Aaron N Hata 1 , 2 , Matthew J Niederst 1 , 2 , Hannah L Archibald 1 , Maria Gomez-Caraballo 1 , Faria M Siddiqui 1 , Hillary E Mulvey 1 , Yosef E Maruvka 1 , 3 , Fei Ji 4 , Hyo-eun C Bhang 5 , Viveksagar Krishnamurthy Radhakrishna 5 , Giulia Siravegna 6 , 7 , Haichuan Hu 1 , Sana Raoof 1 , 2 , Elizabeth Lockerman 1 , Anuj Kalsy 1 , Dana Lee 1 , Celina L Keating 5 , David A Ruddy 8 , Leah J Damon 1 , Adam S Crystal 1 , Carlotta Costa 1 , 2 , Zofia Piotrowska 1 , 2 , Alberto Bardelli 6 , 7 , Anthony J Iafrate 9 , Ruslan I Sadreyev 4 , 9 , Frank Stegmeier 5 , Gad Getz 1 , 3 , 9 , 10 , Lecia V Sequist 1 , 2 , Anthony C Faber 11 , Jeffrey A Engelman 1 , 2
01 February 2016
Although mechanisms of acquired resistance of EGFR mutant non-small cell lung cancers to EGFR inhibitors have been identified, little is known about how resistant clones evolve during drug therapy. Here, we observe that acquired resistance caused by the T790M gatekeeper mutation can occur either by selection of pre-existing T790M clones or via genetic evolution of initially T790M-negative drug tolerant cells.

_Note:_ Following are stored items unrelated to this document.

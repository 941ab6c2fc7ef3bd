//! Windows ABI 常量
//!
//! Values are the public ABI values guest code compares against.

// ----------------------------------------------------------------------------
// 状态码 (winerror.h)
// ----------------------------------------------------------------------------

pub const ERROR_SUCCESS: u32 = 0;
pub const ERROR_FILE_NOT_FOUND: u32 = 2;
pub const ERROR_INVALID_HANDLE: u32 = 6;
pub const ERROR_INVALID_PARAMETER: u32 = 87;
pub const ERROR_INSUFFICIENT_BUFFER: u32 = 122;
pub const ERROR_MORE_DATA: u32 = 234;
pub const ERROR_NO_MORE_ITEMS: u32 = 259;
pub const ERROR_SERVICE_DOES_NOT_EXIST: u32 = 1060;
pub const ERROR_SERVICE_EXISTS: u32 = 1073;

pub const TRUE: u64 = 1;
pub const FALSE: u64 = 0;

// ----------------------------------------------------------------------------
// 注册表值类型 (winnt.h)
// ----------------------------------------------------------------------------

pub const REG_NONE: u32 = 0;
pub const REG_SZ: u32 = 1;
pub const REG_EXPAND_SZ: u32 = 2;
pub const REG_BINARY: u32 = 3;
pub const REG_DWORD: u32 = 4;
pub const REG_MULTI_SZ: u32 = 7;
pub const REG_QWORD: u32 = 11;

/// `lpdwDisposition` values of RegCreateKeyEx
pub const REG_CREATED_NEW_KEY: u32 = 1;
pub const REG_OPENED_EXISTING_KEY: u32 = 2;

// ----------------------------------------------------------------------------
// 预定义句柄
// ----------------------------------------------------------------------------

pub const HKEY_CLASSES_ROOT: u64 = 0x8000_0000;
pub const HKEY_CURRENT_USER: u64 = 0x8000_0001;
pub const HKEY_LOCAL_MACHINE: u64 = 0x8000_0002;
pub const HKEY_USERS: u64 = 0x8000_0003;
pub const HKEY_PERFORMANCE_DATA: u64 = 0x8000_0004;
pub const HKEY_CURRENT_CONFIG: u64 = 0x8000_0005;

/// Root keys with their canonical names
pub const ROOT_KEYS: [(u64, &str); 6] = [
    (HKEY_CLASSES_ROOT, "HKEY_CLASSES_ROOT"),
    (HKEY_CURRENT_USER, "HKEY_CURRENT_USER"),
    (HKEY_LOCAL_MACHINE, "HKEY_LOCAL_MACHINE"),
    (HKEY_USERS, "HKEY_USERS"),
    (HKEY_PERFORMANCE_DATA, "HKEY_PERFORMANCE_DATA"),
    (HKEY_CURRENT_CONFIG, "HKEY_CURRENT_CONFIG"),
];

/// `(DWORD)-10`
pub const STD_INPUT_HANDLE: u64 = 0xffff_fff6;
/// `(DWORD)-11`
pub const STD_OUTPUT_HANDLE: u64 = 0xffff_fff5;
/// `(DWORD)-12`
pub const STD_ERROR_HANDLE: u64 = 0xffff_fff4;

// ----------------------------------------------------------------------------
// 安全标识 (winnt.h)
// ----------------------------------------------------------------------------

pub const SECURITY_NT_AUTHORITY: [u8; 6] = [0, 0, 0, 0, 0, 5];
pub const SECURITY_MANDATORY_LABEL_AUTHORITY: [u8; 6] = [0, 0, 0, 0, 0, 16];

pub const SECURITY_BUILTIN_DOMAIN_RID: u32 = 0x20;
pub const DOMAIN_ALIAS_RID_ADMINS: u32 = 0x220;
pub const DOMAIN_ALIAS_RID_USERS: u32 = 0x221;
pub const DOMAIN_ALIAS_RID_GUESTS: u32 = 0x222;
pub const DOMAIN_ALIAS_RID_POWER_USERS: u32 = 0x223;

pub const SECURITY_MANDATORY_MEDIUM_RID: u32 = 0x2000;
pub const SECURITY_MANDATORY_HIGH_RID: u32 = 0x3000;

pub const SE_GROUP_INTEGRITY: u32 = 0x20;

/// Maximum sub-authorities AllocateAndInitializeSid accepts
pub const SID_MAX_SUB_AUTHORITIES: usize = 8;

// ----------------------------------------------------------------------------
// TOKEN_INFORMATION_CLASS
// ----------------------------------------------------------------------------

pub const TOKEN_USER: u32 = 1;
pub const TOKEN_GROUPS: u32 = 2;
pub const TOKEN_PRIVILEGES: u32 = 3;
pub const TOKEN_ELEVATION_TYPE: u32 = 18;
pub const TOKEN_ELEVATION: u32 = 20;
pub const TOKEN_INTEGRITY_LEVEL: u32 = 25;
pub const TOKEN_UI_ACCESS: u32 = 26;

pub const TOKEN_ELEVATION_TYPE_FULL: u32 = 2;
pub const TOKEN_ELEVATION_TYPE_LIMITED: u32 = 3;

The path to resistance impacts the biology of the resistant clone, as those that evolved from drug tolerant cells had a diminished apoptotic response to third generation EGFR inhibitors that target T790M EGFR; treatment with navitoclax, an inhibitor of BCL-XL and BCL-2 restored sensitivity. We corroborated these findings using cultures derived directly from EGFR inhibitor-resistant patient tumors. These findings provide evidence that clinically relevant drug resistant cancer cells can both pre-exist and evolve from drug tolerant cells, and point to therapeutic opportunities to prevent or overcome resistance in the clinic.